“Elegantly decorated, these trullo-houses reflect the simple and peaceful life of the past, built on sacrifice and hard work. Our aim is to show the authenticity of the lost world and DNA of Alberobello.”– Alessandro Paiano – Alberobello
People from different backgrounds and origins mixed in the neighbourhood where the smells, sounds, colours and languages integrated in the alleyways still here today.
The evolution of the craftsmanship in this area is fascinating. Initially, there were only farmers. After returning from their work in the fields, and while waiting for dinner, they used to mend the work tools for themselves and the entire community. The need to repair the tools increased their skills.

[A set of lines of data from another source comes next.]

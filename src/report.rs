use std::fmt::{self, Display, Write};

use crate::{
    money::format_percent,
    pipeline::MetricReport,
    rank::{Page, Proportion, RankedEntry},
    Metric, Result,
};

const BAR_WIDTH: usize = 40;

/// Draws a [`MetricReport`] as a title followed by one section per page.
///
/// [`render`] drives a renderer. It calls [`Renderer::reclaim`] after the title,
/// after each page, and once more at the end.
pub trait Renderer {
    /// Draws the title page: metric, period and overall total.
    ///
    /// # Errors
    ///
    /// Returns any error from writing the output.
    fn title(&mut self, report: &MetricReport) -> Result<()>;

    /// Draws one page of the ranking.
    ///
    /// # Errors
    ///
    /// Returns any error from writing the output.
    fn page(&mut self, report: &MetricReport, page: &Page) -> Result<()>;

    /// Releases resources held for the section just drawn.
    fn reclaim(&mut self) {}
}

/// Renders `report` with `renderer`, title first and then every page in order.
///
/// # Errors
///
/// Returns the first error from the renderer; nothing more is drawn after it.
pub fn render<R: Renderer + ?Sized>(report: &MetricReport, renderer: &mut R) -> Result<()> {
    renderer.title(report)?;
    renderer.reclaim();
    for page in &report.pages {
        renderer.page(report, page)?;
        renderer.reclaim();
    }
    renderer.reclaim();
    Ok(())
}

/// Renders reports as plain text tables, with text bar charts.
#[derive(Debug, Default)]
pub struct TextRenderer<W> {
    out: W,
}

impl<W: Write> TextRenderer<W> {
    pub fn new(out: W) -> Self {
        Self { out }
    }

    pub fn into_inner(self) -> W {
        self.out
    }

    fn table(&mut self, metric: Metric, entries: &[RankedEntry]) -> fmt::Result {
        let values: Vec<String> = entries.iter().map(|e| with_unit(metric, e.value)).collect();
        let value_header = format!("{} ({})", metric.name(), metric.unit());
        let kind_w = column_width("Type", entries.iter().map(|e| e.identity.kind()));
        let label_w = column_width("Description", entries.iter().map(|e| e.label.as_str()));
        let value_w = column_width(&value_header, values.iter().map(String::as_str));
        writeln!(
            self.out,
            "{:>4} {:kind_w$} {:label_w$} {:>6} {:>value_w$}",
            "#", "Type", "Description", "Sales", value_header
        )?;
        let length = kind_w + label_w + value_w + 14;
        writeln!(self.out, "{:-<length$}", "")?;
        for (entry, value) in entries.iter().zip(&values) {
            writeln!(
                self.out,
                "{:>4} {:kind_w$} {:label_w$} {:>6} {value:>value_w$}",
                entry.position,
                entry.identity.kind(),
                entry.label,
                entry.count,
            )?;
        }
        writeln!(self.out, "{:-<length$}", "")
    }

    fn shares(&mut self, page: &Page) -> fmt::Result {
        writeln!(self.out, "Share")?;
        if page.proportion != Proportion::Drawable {
            return writeln!(self.out, "  insufficient data for chart");
        }
        let total: f64 = page.entries.iter().map(|e| e.value).sum();
        let label_w = column_width("", page.entries.iter().map(|e| e.label.as_str()));
        for entry in &page.entries {
            let share = format_percent(entry.value / total * 100.0);
            writeln!(self.out, "{:>4} {:label_w$} {share:>8}", entry.position, entry.label)?;
        }
        Ok(())
    }

    fn trends(&mut self, report: &MetricReport, page: &Page) -> fmt::Result {
        writeln!(self.out, "Weekly trend")?;
        for entry in &page.entries {
            let series = report.series(&entry.identity);
            write!(self.out, "{:>4} {}:", entry.position, entry.label)?;
            if series.is_empty() {
                writeln!(self.out, " no weekly data")?;
                continue;
            }
            for (i, (week, value)) in series.iter().enumerate() {
                let sep = if i == 0 { " " } else { " | " };
                write!(
                    self.out,
                    "{sep}{} {}",
                    week.format("%d/%m"),
                    report.metric.format(*value)
                )?;
            }
            writeln!(self.out)?;
        }
        Ok(())
    }

    fn bars(&mut self, metric: Metric, entries: &[RankedEntry]) -> fmt::Result {
        writeln!(self.out, "Chart")?;
        let largest = entries.iter().map(|e| e.value.abs()).fold(0.0, f64::max);
        let label_w = column_width("", entries.iter().map(|e| e.label.as_str()));
        let width = BAR_WIDTH;
        for entry in entries {
            let drawn = bar(entry.value, largest);
            writeln!(
                self.out,
                "{:>4} {:label_w$} |{drawn:width$} {}",
                entry.position,
                entry.label,
                with_unit(metric, entry.value)
            )?;
        }
        Ok(())
    }
}

impl<W: Write> Renderer for TextRenderer<W> {
    fn title(&mut self, report: &MetricReport) -> Result<()> {
        let name = report.metric.name().to_uppercase();
        writeln!(self.out, "SALES RANKING - {name}")?;
        if let Some(period) = report.period {
            writeln!(self.out, "{period}")?;
        }
        writeln!(self.out, "{name} (TOTAL): {}", with_unit(report.metric, report.total))?;
        Ok(())
    }

    fn page(&mut self, report: &MetricReport, page: &Page) -> Result<()> {
        let (first, last) = page.span();
        writeln!(self.out)?;
        writeln!(self.out, "Ranking {first}-{last}")?;
        self.table(report.metric, &page.entries)?;
        writeln!(self.out)?;
        self.shares(page)?;
        writeln!(self.out)?;
        self.trends(report, page)?;
        writeln!(self.out)?;
        self.bars(report.metric, &page.entries)?;
        Ok(())
    }
}

impl Display for MetricReport {
    fn fmt(&self, f: &mut fmt::Formatter<'_>) -> fmt::Result {
        render(self, &mut TextRenderer::new(f)).map_err(|_| fmt::Error)
    }
}

/// Formats `value` with the unit of `metric` when the format itself has none.
fn with_unit(metric: Metric, value: f64) -> String {
    match metric {
        Metric::Tonnage => format!("{} {}", metric.format(value), metric.unit()),
        Metric::Revenue | Metric::Margin => metric.format(value),
    }
}

fn column_width<'a>(header: &str, cells: impl Iterator<Item = &'a str>) -> usize {
    cells
        .map(|c| c.chars().count())
        .chain([header.chars().count()])
        .max()
        .unwrap_or_default()
}

#[allow(clippy::cast_possible_truncation, clippy::cast_sign_loss)]
fn bar(value: f64, largest: f64) -> String {
    if largest <= 0.0 {
        return String::new();
    }
    let len = (value.abs() / largest * BAR_WIDTH as f64).round() as usize;
    let fill = if value < 0.0 { '-' } else { '#' };
    std::iter::repeat(fill).take(len.min(BAR_WIDTH)).collect()
}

“Mest Vtuccj”, the basket Weaver, repaired chairs; various kinds of baskets and straw hats, using dried bundles of wood. “Mest Vastianein”, the tailor, made clothing. “Mest Franchin” the shoemaker, made and repaired leather shoes and belts. “Mest Pierin”, the carpenter, was very busy working with wood, (which was the main material together with iron and stone). These and other professions met their neighbours’ needs. They were the product and also the pastime in the trulli of Rione Pentimi.
The concept of RIONE PENTIMI developed to the XVIII. These skills were passed on to the next generations by their parents. The domestic manual jobs seemed less tiring than working in the fields, and as a result the fields were gradually abandoned in favour of the crafts. This is how metal/tin workers; carpenters and tailors appeared in the area, although as time developed these craftsmanships gave way to industrialisation.